Tuesday, March 4, 2014

Out-Of-Class #1: What We Need To Do

Journalism isn't about writing. Rather, it's about reporting.

Writing -- or broadcasting, or creating a video, or blogging, or tweeting, or whatever -- is just the form in which we present the conclusions of what we discovered while reporting.

Many people in this class can write very well. But in too many stories there was an over-reliance on writing to cover up a lack of substantial reporting. And that meant many well-written papers were graded far more for being inadequately-reported stories.

Journalism is about exploration; that is, getting out and talking to a multitude of sources to really get a solid feel for what's actually out there, and not simply what you presume from the start.. It means finding and interviewing many people from a variety of sides of a story, as opposed to finding a handful of people to meet an arbitrary sourcing minimum and fill in the spaces between your presumptions.

We're supposed to be seeing if those presumptions are valid based on talking to many people, and not just finding people to match our presumptions.
 
In many stories, we had just one side of an issue. Maybe we just talked to officials in charge of something. Maybe we just talked to people affected by something. Maybe we just talked to neutral experts, who have no vested interest in how things turn out, but know a lot about the subject at hand.
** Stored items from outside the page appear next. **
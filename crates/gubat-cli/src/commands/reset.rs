use std::path::Path;

use gubat_engine::{FileStore, Game, GameConfig};

pub fn run(save_dir: &Path) -> Result<(), String> {
    let mut game = Game::new(GameConfig::default(), FileStore::new(save_dir));
    game.reset_game().map_err(|e| e.to_string())?;
    println!("  Saved game cleared.");
    Ok(())
}
use serde::Deserialize;

use crate::choice::Choice;
use crate::effect::ArrivalEffect;
use crate::ending::EndingKind;
use crate::ids::NodeId;

/// A unit of narrative: text, outgoing choices, and what happens on arrival.
#[derive(Debug, Clone, PartialEq, Eq, Deserialize)]
#[serde(rename_all = "camelCase")]
pub struct StoryNode {
    /// Identifier; filled in from the story map key when loading.
    #[serde(skip)]
    pub id: NodeId,
    /// Narrative text. Newlines separate paragraphs.
    pub text: String,
    /// Choices in authored order. Empty on ending nodes.
    #[serde(default)]
    pub choices: Vec<Choice>,
    /// Effect applied once when the player first arrives.
    #[serde(default)]
    pub on_arrive: Option<ArrivalEffect>,
    /// Whether reaching this node ends the game.
    #[serde(default)]
    pub is_ending: bool,
}

impl StoryNode {
    /// Create a node with no choices.
    pub fn new(id: impl Into<NodeId>, text: impl Into<String>) -> Self {
        Self {
            id: id.into(),
            text: text.into(),
            choices: Vec::new(),
            on_arrive: None,
            is_ending: false,
        }
    }

    /// Add a choice.
    pub fn with_choice(mut self, choice: Choice) -> Self {
        self.choices.push(choice);
        self
    }

    /// Set the arrival effect.
    pub fn with_on_arrive(mut self, effect: ArrivalEffect) -> Self {
        self.on_arrive = Some(effect);
        self
    }

    /// Mark the node as an ending.
    pub fn ending(mut self) -> Self {
        self.is_ending = true;
        self
    }

    /// The text split into non-empty paragraphs.
    pub fn paragraphs(&self) -> impl Iterator<Item = &str> {
        self.text.split('\n').map(str::trim).filter(|p| !p.is_empty())
    }

    /// Classification of this node as an ending, if it is one.
    pub fn ending_kind(&self) -> Option<EndingKind> {
        self.is_ending.then(|| EndingKind::classify(&self.text))
    }
}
What we need to do is talk to all such groups. Not just one, and not even just two of three. We need to explore all the levels of complexity of a story, and reach out to all the niche groups that have an interest in what is happening, is affected by what is happening, is in charge of what is happening, and is expect in what is happening.

For example, in a past story about businesses that profit from football games, we talked to a ton of businesses and got a bunch of good info on how spending goes way up on home game days. But we didn't talk to a single one of the spenders -- fans! If the story is about fan spending, shouldn't we talk not just to those who take the money, but those who give, too?
Plus, the story lacked any kind of a neutral expert, who would be able to more fully flesh out what the trends and patterns mean. And in a big-sports college town, I would think just about any business or econ professor would be able to talk on the subject expertly.

So, it should have been a story in three dimensions: one side (the money-takers), the other side (the money-spenders), and the neutral experts (money experts). But we told it in only one dimension. That's not fully exploring a subject, and that's not journalism, either.

To find such sources, we need to ask ourselves, who is interested in this? Who is affected by this? Who is in charge of this? Who is expert in this? And where might I find these people?

Then, we need to find them.

Google is your pal, sure. But it starts with your own curiosity, and your willingness to act upon it. You can't just race to the minimum three sources and think, I'm done. You're done when you've answered those aforementioned questions in italics; then interviewed all those people; and then answered all their questions.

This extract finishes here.